The past few seasons have seen good returns from beef finishing. Typically beef farms destock prior to the winter, and it is possible to buy store stock and take them through to finishing weights prior to establishing the next maize crop. While the beef schedule varies on an annual basis, it is typically lower in March-April and rises to a peak in late September just prior to the spring pasture flush. Alternatively some farmers buy animals in the late autumn when they are cheaper, feed them over the winter and sell them back at the yards when prices have risen.
A number of maize growers buy spring-born lambs in late autumn and finish them on annual ryegrass over winter. A high allowance of quality pasture sometimes supplemented with maize grain (which can be fed whole) means the lambs can be finished to good weights and sold before the next crop of maize is planted. Sheep need better fencing than cattle, but have a much lower water requirement. Their lighter bodyweight means they are less likely to damage soil structure. Nitrogen losses associated with grazing sheep are much lower than for cattle.
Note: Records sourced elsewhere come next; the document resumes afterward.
//! Persisted download manifests.

use std::fmt;

use chrono::{DateTime, Utc};
use serde::{Deserialize, Serialize};

use super::{AccountRef, DownloadTicket, PackageDescriptor};

/// Transfer status of a manifest.
#[derive(Debug, Clone, Copy, PartialEq, Eq, Hash, Serialize, Deserialize)]
#[serde(rename_all = "snake_case")]
pub enum DownloadStatus {
    Pending,
    Downloading,
    Paused,
    Completed,
    Failed,
}

impl DownloadStatus {
    pub fn as_str(&self) -> &'static str {
        match self {
            Self::Pending => "pending",
            Self::Downloading => "downloading",
            Self::Paused => "paused",
            Self::Completed => "completed",
            Self::Failed => "failed",
        }
    }

    /// Whether a manifest in this status blocks an equivalent `add`.
    ///
    /// Only `completed` releases the slot; a failed manifest is still owned
    /// by its request until it is restarted or deleted.
    pub fn is_active(&self) -> bool {
        !matches!(self, Self::Completed)
    }
}

impl fmt::Display for DownloadStatus {
    fn fmt(&self, f: &mut fmt::Formatter<'_>) -> fmt::Result {
        f.write_str(self.as_str())
    }
}

/// Transfer state: status plus progress.
#[derive(Debug, Clone, PartialEq, Serialize, Deserialize)]
pub struct DownloadState {
    pub status: DownloadStatus,
    /// Fraction complete, in `[0.0, 1.0]`.
    pub percent: f64,
    /// Human-readable throughput; empty unless downloading.
    #[serde(default)]
    pub speed: String,
    /// Failure description; only set while `status` is `failed`.
    #[serde(default, skip_serializing_if = "Option::is_none")]
    pub error: Option<String>,
}

impl DownloadState {
    pub fn pending() -> Self {
        Self {
            status: DownloadStatus::Pending,
            percent: 0.0,
            speed: String::new(),
            error: None,
        }
    }

    /// Record progress without ever moving `percent` backwards.
    pub fn advance(&mut self, percent: f64, speed: impl Into<String>) {
        let percent = percent.clamp(0.0, 1.0);
        if percent > self.percent {
            self.percent = percent;
        }
        self.speed = speed.into();
    }

    pub fn mark_downloading(&mut self) {
        self.status = DownloadStatus::Downloading;
        self.error = None;
    }

    pub fn mark_paused(&mut self) {
        self.status = DownloadStatus::Paused;
        self.speed.clear();
    }

    pub fn mark_completed(&mut self) {
        self.status = DownloadStatus::Completed;
        self.percent = 1.0;
        self.speed.clear();
        self.error = None;
    }

    pub fn mark_failed(&mut self, error: impl Into<String>) {
        self.status = DownloadStatus::Failed;
        self.speed.clear();
        self.error = Some(error.into());
    }

    /// Back to a fresh `pending` state, discarding progress and error.
    pub fn reset(&mut self) {
        *self = Self::pending();
    }
}

impl Default for DownloadState {
    fn default() -> Self {
        Self::pending()
    }
}

/// One requested package download.
#[derive(Debug, Clone, PartialEq, Serialize, Deserialize)]
pub struct PackageManifest {
    /// Stable id, see [`PackageDescriptor::manifest_id`].
    pub id: String,
    pub account: AccountRef,
    pub package: PackageDescriptor,
    pub created_at: DateTime<Utc>,
    pub ticket: DownloadTicket,
    pub state: DownloadState,
}

impl PackageManifest {
    /// Create a new `pending` manifest.
    pub fn new(account: AccountRef, package: PackageDescriptor, ticket: DownloadTicket) -> Self {
        Self {
            id: package.manifest_id(&account),
            account,
            package,
            created_at: Utc::now(),
            ticket,
            state: DownloadState::pending(),
        }
    }

    pub fn status(&self) -> DownloadStatus {
        self.state.status
    }

    /// Short status line for list views.
    pub fn hint(&self) -> String {
        if let Some(error) = &self.state.error {
            return error.clone();
        }
        match self.state.status {
            DownloadStatus::Pending => "Pending...".to_string(),
            DownloadStatus::Downloading => {
                let percent = (self.state.percent * 100.0).floor() as u32;
                if self.state.speed.is_empty() {
                    format!("{}%", percent)
                } else {
                    format!("{}% {}/s", percent, self.state.speed)
                }
            }
            DownloadStatus::Paused => "Paused".to_string(),
            DownloadStatus::Completed => "Completed".to_string(),
            DownloadStatus::Failed => "Failed".to_string(),
        }
    }
}

#[cfg(test)]
mod tests {
    use super::*;
    use crate::package::Software;

    fn manifest() -> PackageManifest {
        PackageManifest::new(
            AccountRef::new("acct", "a@example.com"),
            PackageDescriptor::new(Software::new("com.example.app", "Example", "1.0"), "100"),
            DownloadTicket::new("https://example.com/a.ipa"),
        )
    }

    #[test]
    fn test_new_manifest_is_pending() {
        let m = manifest();
        assert_eq!(m.status(), DownloadStatus::Pending);
        assert_eq!(m.state.percent, 0.0);
        assert_eq!(m.hint(), "Pending...");
    }

    #[test]
    fn test_advance_never_decreases() {
        let mut state = DownloadState::pending();
        state.advance(0.5, "1.0 MB");
        state.advance(0.3, "2.0 MB");
        assert_eq!(state.percent, 0.5);
        assert_eq!(state.speed, "2.0 MB");
        state.advance(7.0, "");
        assert_eq!(state.percent, 1.0);
    }

    #[test]
    fn test_hint_downloading() {
        let mut m = manifest();
        m.state.mark_downloading();
        m.state.advance(0.427, "1.5 MB");
        assert_eq!(m.hint(), "42% 1.5 MB/s");
    }

    #[test]
    fn test_hint_prefers_error() {
        let mut m = manifest();
        m.state.mark_failed("connection reset");
        assert_eq!(m.hint(), "connection reset");
    }

    #[test]
    fn test_completed_clears_speed_and_error() {
        let mut state = DownloadState::pending();
        state.mark_failed("boom");
        state.mark_downloading();
        state.advance(0.2, "10 KB");
        state.mark_completed();
        assert_eq!(state.status, DownloadStatus::Completed);
        assert_eq!(state.percent, 1.0);
        assert!(state.speed.is_empty());
        assert!(state.error.is_none());
    }

    #[test]
    fn test_status_serializes_snake_case() {
        let json = serde_json::to_string(&DownloadStatus::Downloading).unwrap();
        assert_eq!(json, "\"downloading\"");
    }

    #[test]
    fn test_only_completed_is_inactive() {
        assert!(DownloadStatus::Failed.is_active());
        assert!(DownloadStatus::Paused.is_active());
        assert!(!DownloadStatus::Completed.is_active());
    }
}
Some farmers prefer to establish a winter crop solely for silage. It is usually necessary to cultivate after the maize crop to bury the stubble otherwise it can be harvested with the silage and have a negative impact on quality. Winter silage can be sold standing, or baled and stored for sale at a later date. Demand usually drives price and those who can afford to wait until the following summer or autumn to sell their silage will often reap a premium. If you plan to hold bales for a while prior to sale make sure your contractor puts a few extra layers of wrap on them. Store them away from trees and stock and immediately mend any holes that develop in the plastic.